> **What is expected**
Wherever the listing has a line with the string "crate", copy that line out.
+++ The records
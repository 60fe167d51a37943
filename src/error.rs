use thiserror::Error;

/// Rejected game configuration. Raised once when a [`crate::Game`] is built.
#[derive(Error, Debug)]
pub enum ConfigError {
    #[error("{field} must be a finite positive number, got {value}")]
    NotPositive { field: &'static str, value: f32 },
    #[error("{field} must be a finite non-negative number, got {value}")]
    Negative { field: &'static str, value: f32 },
    #[error("flap velocity must be negative (upward), got {0}")]
    FlapNotUpward(f32),
    #[error(
        "no room to place a gap: gap height {gap_height} plus two margins of {min_margin} exceeds screen height {screen_height}"
    )]
    EmptyGapRange {
        gap_height: f32,
        min_margin: f32,
        screen_height: f32,
    },
    #[error("avatar of size {avatar_size} cannot fit through a gap of height {gap_height}")]
    AvatarTooLarge { avatar_size: f32, gap_height: f32 },
    #[error("avatar column {avatar_x} lies outside the screen width {screen_width}")]
    AvatarOffScreen { avatar_x: f32, screen_width: f32 },
    #[error("unknown speed preset {0:?} (expected desktop or touch)")]
    UnknownPreset(String),
    #[error("could not read settings file")]
    Io(#[from] std::io::Error),
    #[error("could not parse settings")]
    Parse(#[from] serde_json::Error),
}

/// Failure inside a best-score backend
#[derive(Error, Debug)]
pub enum StoreError {
    #[error(transparent)]
    Io(#[from] std::io::Error),
    #[error(transparent)]
    Json(#[from] serde_json::Error),
    #[error("unsupported best-score format version {0}")]
    UnsupportedVersion(u32),
    #[error("best-score storage is unavailable")]
    Unavailable,
}
//! Obstacle stream: scroll, spawn and retire gated obstacles
//!
//! The stream is a plain `Vec<Obstacle>` ordered leftmost first. New obstacles
//! are only ever pushed to the back at `rightmost + spacing` and only the front
//! is ever removed, so strict `x` ordering holds as long as every obstacle moves
//! by the same amount each tick.

use rand::Rng;

use super::state::Obstacle;
use crate::settings::Settings;

/// Scroll every obstacle left by `speed`
pub fn advance(obstacles: &mut [Obstacle], speed: f32) {
    for obstacle in obstacles.iter_mut() {
        obstacle.x -= speed;
    }
}

/// Append a new obstacle if the stream is empty or the rightmost one has
/// scrolled at least `spacing` in from the right edge.
///
/// Returns the spawned obstacle, if any.
pub fn maybe_spawn<R: Rng + ?Sized>(
    obstacles: &mut Vec<Obstacle>,
    settings: &Settings,
    rng: &mut R,
) -> Option<Obstacle> {
    let x = match obstacles.last() {
        None => settings.screen_width,
        Some(last) if last.x < settings.screen_width - settings.spacing => {
            last.x + settings.spacing
        }
        Some(_) => return None,
    };

    let obstacle = Obstacle::new(x, random_gap_top(settings, rng));
    obstacles.push(obstacle);
    log::debug!("Spawned obstacle at x={:.1} gap_top={:.1}", obstacle.x, obstacle.gap_top);
    Some(obstacle)
}

/// Remove the leftmost obstacle once its trailing edge is past x = 0.
///
/// Returns true when an obstacle was retired (one scoring event).
pub fn maybe_retire(obstacles: &mut Vec<Obstacle>, obstacle_width: f32) -> bool {
    match obstacles.first() {
        Some(first) if first.trailing_edge(obstacle_width) < 0.0 => {
            obstacles.remove(0);
            true
        }
        _ => false,
    }
}

/// Scroll speed for a given score: `base + min(score * accel, cap)`
pub fn speed_for_score(score: u32, settings: &Settings) -> f32 {
    settings.base_speed + (score as f32 * settings.speed_accel).min(settings.speed_cap)
}

/// Uniform draw from `[gap_top_min, gap_top_max]`
fn random_gap_top<R: Rng + ?Sized>(settings: &Settings, rng: &mut R) -> f32 {
    let lo = settings.gap_top_min();
    let hi = settings.gap_top_max();
    if hi <= lo {
        return lo;
    }
    rng.random_range(lo..=hi)
}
++++++
> **Expected answer**
/// Rejected game configuration. Raised once when a [`crate::Game`] is built.
use crate::settings::Settings;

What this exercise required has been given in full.